[Saved data entries]
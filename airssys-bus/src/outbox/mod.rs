//! Durable store-and-forward staging for outbound messages.

pub mod entry;
pub mod in_memory;
pub mod traits;

pub use entry::OutboxEntry;
pub use in_memory::InMemoryOutbox;
pub use traits::{AsyncOutbox, Outbox, TransactionConnection, TransactionProvider};
// Layer 1: Standard library imports
use std::marker::PhantomData;

// Layer 2: Third-party crate imports
use serde::de::DeserializeOwned;
use serde::Serialize;

// Layer 3: Internal module imports
use super::types::{Message, MessageBody, MessageHeader, MessageType, Topic};
use crate::error::{BusError, BusResult};
use crate::request::Request;

/// Bidirectional codec between a request value and its wire message.
///
/// One mapper per request type, registered in the mapper registry.
/// A missing mapper is a configuration failure at the operation call
/// site, never at registration time.
///
/// # Invariant
/// `map_to_message` must copy the request's id into the message header,
/// so outbox entries stay keyed by the caller-visible id.
pub trait MessageMapper<R: Request>: Send + Sync {
    /// Encode a request into a wire message
    fn map_to_message(&self, request: &R) -> BusResult<Message>;

    /// Decode a wire message back into a request value
    fn map_to_request(&self, message: &Message) -> BusResult<R>;
}

/// Serde-JSON mapper for requests that derive `Serialize`/`Deserialize`.
///
/// The topic and message type are fixed per mapper instance; identity and
/// correlation metadata come from the request itself.
///
/// # Example
/// ```rust
/// use airssys_bus::message::{JsonMessageMapper, MessageMapper, MessageType, Topic};
/// use airssys_bus::request::Request;
/// use airssys_bus::util::MessageId;
/// use serde::{Deserialize, Serialize};
///
/// #[derive(Debug, Clone, Serialize, Deserialize)]
/// struct OrderPlaced {
///     id: MessageId,
///     sku: String,
/// }
///
/// impl Request for OrderPlaced {
///     const REQUEST_TYPE: &'static str = "order_placed";
///     fn id(&self) -> MessageId {
///         self.id
///     }
/// }
///
/// let mapper = JsonMessageMapper::<OrderPlaced>::new(Topic::new("orders"), MessageType::Event);
/// let event = OrderPlaced { id: MessageId::new(), sku: "A-1".into() };
/// let message = mapper.map_to_message(&event).unwrap();
/// assert_eq!(message.header.id, event.id);
/// ```
pub struct JsonMessageMapper<R> {
    topic: Topic,
    message_type: MessageType,
    _marker: PhantomData<fn() -> R>,
}

impl<R> JsonMessageMapper<R> {
    /// Create a mapper producing messages for the given topic and type
    pub fn new(topic: Topic, message_type: MessageType) -> Self {
        Self {
            topic,
            message_type,
            _marker: PhantomData,
        }
    }
}

impl<R> MessageMapper<R> for JsonMessageMapper<R>
where
    R: Request + Serialize + DeserializeOwned,
{
    fn map_to_message(&self, request: &R) -> BusResult<Message> {
        let bytes = serde_json::to_vec(request).map_err(|e| {
            BusError::transport("serialize message body", e.to_string())
        })?;

        let mut header = MessageHeader::new(request.id(), self.topic.clone(), self.message_type);
        if let Some(correlation_id) = request.correlation_id() {
            header = header.with_correlation_id(correlation_id);
        }

        Ok(Message::new(header, MessageBody::json(bytes)))
    }

    fn map_to_request(&self, message: &Message) -> BusResult<R> {
        serde_json::from_slice(&message.body.bytes).map_err(|e| {
            BusError::transport("deserialize message body", e.to_string())
        })
    }
}

#[cfg(test)]
mod tests {
    #![allow(clippy::unwrap_used)]

    use super::*;
    use crate::util::{CorrelationId, MessageId};
    use serde::Deserialize;

    #[derive(Debug, Clone, PartialEq, Serialize, Deserialize)]
    struct Sample {
        id: MessageId,
        payload: String,
        correlation: Option<CorrelationId>,
    }

    impl Request for Sample {
        const REQUEST_TYPE: &'static str = "sample";

        fn id(&self) -> MessageId {
            self.id
        }

        fn correlation_id(&self) -> Option<CorrelationId> {
            self.correlation
        }
    }

    fn mapper() -> JsonMessageMapper<Sample> {
        JsonMessageMapper::new(Topic::new("samples"), MessageType::Command)
    }

    #[test]
    fn test_message_id_equals_request_id() {
        let request = Sample {
            id: MessageId::new(),
            payload: "hello".into(),
            correlation: None,
        };

        let message = mapper().map_to_message(&request).unwrap();
        assert_eq!(message.header.id, request.id);
        assert_eq!(message.header.topic.as_str(), "samples");
        assert_eq!(message.header.message_type, MessageType::Command);
    }

    #[test]
    fn test_correlation_propagates_to_header() {
        let correlation = CorrelationId::new();
        let request = Sample {
            id: MessageId::new(),
            payload: "hello".into(),
            correlation: Some(correlation),
        };

        let message = mapper().map_to_message(&request).unwrap();
        assert_eq!(message.header.correlation_id, Some(correlation));
    }

    #[test]
    fn test_round_trip_preserves_request() {
        let request = Sample {
            id: MessageId::new(),
            payload: "round trip".into(),
            correlation: Some(CorrelationId::new()),
        };

        let message = mapper().map_to_message(&request).unwrap();
        let decoded = mapper().map_to_request(&message).unwrap();
        assert_eq!(decoded, request);
    }

    #[test]
    fn test_decode_garbage_fails_with_transport() {
        let message = Message::new(
            MessageHeader::new(MessageId::new(), Topic::new("samples"), MessageType::Command),
            MessageBody::json(b"not json".to_vec()),
        );

        let err = mapper().map_to_request(&message).unwrap_err();
        assert_eq!(err.category(), "transport");
    }
}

[EXERCISE OBJECTIVE]
Beginning at the top of the records above, transcribe each line exactly up to and including the line that holds "pub use in_memory::InMemoryOutbox;".

[EXERCISE RESULT]
filename airssys-bus/src/outbox/mod.rs
//! Durable store-and-forward staging for outbound messages.

pub mod entry;
pub mod in_memory;
pub mod traits;

pub use entry::OutboxEntry;
pub use in_memory::InMemoryOutbox;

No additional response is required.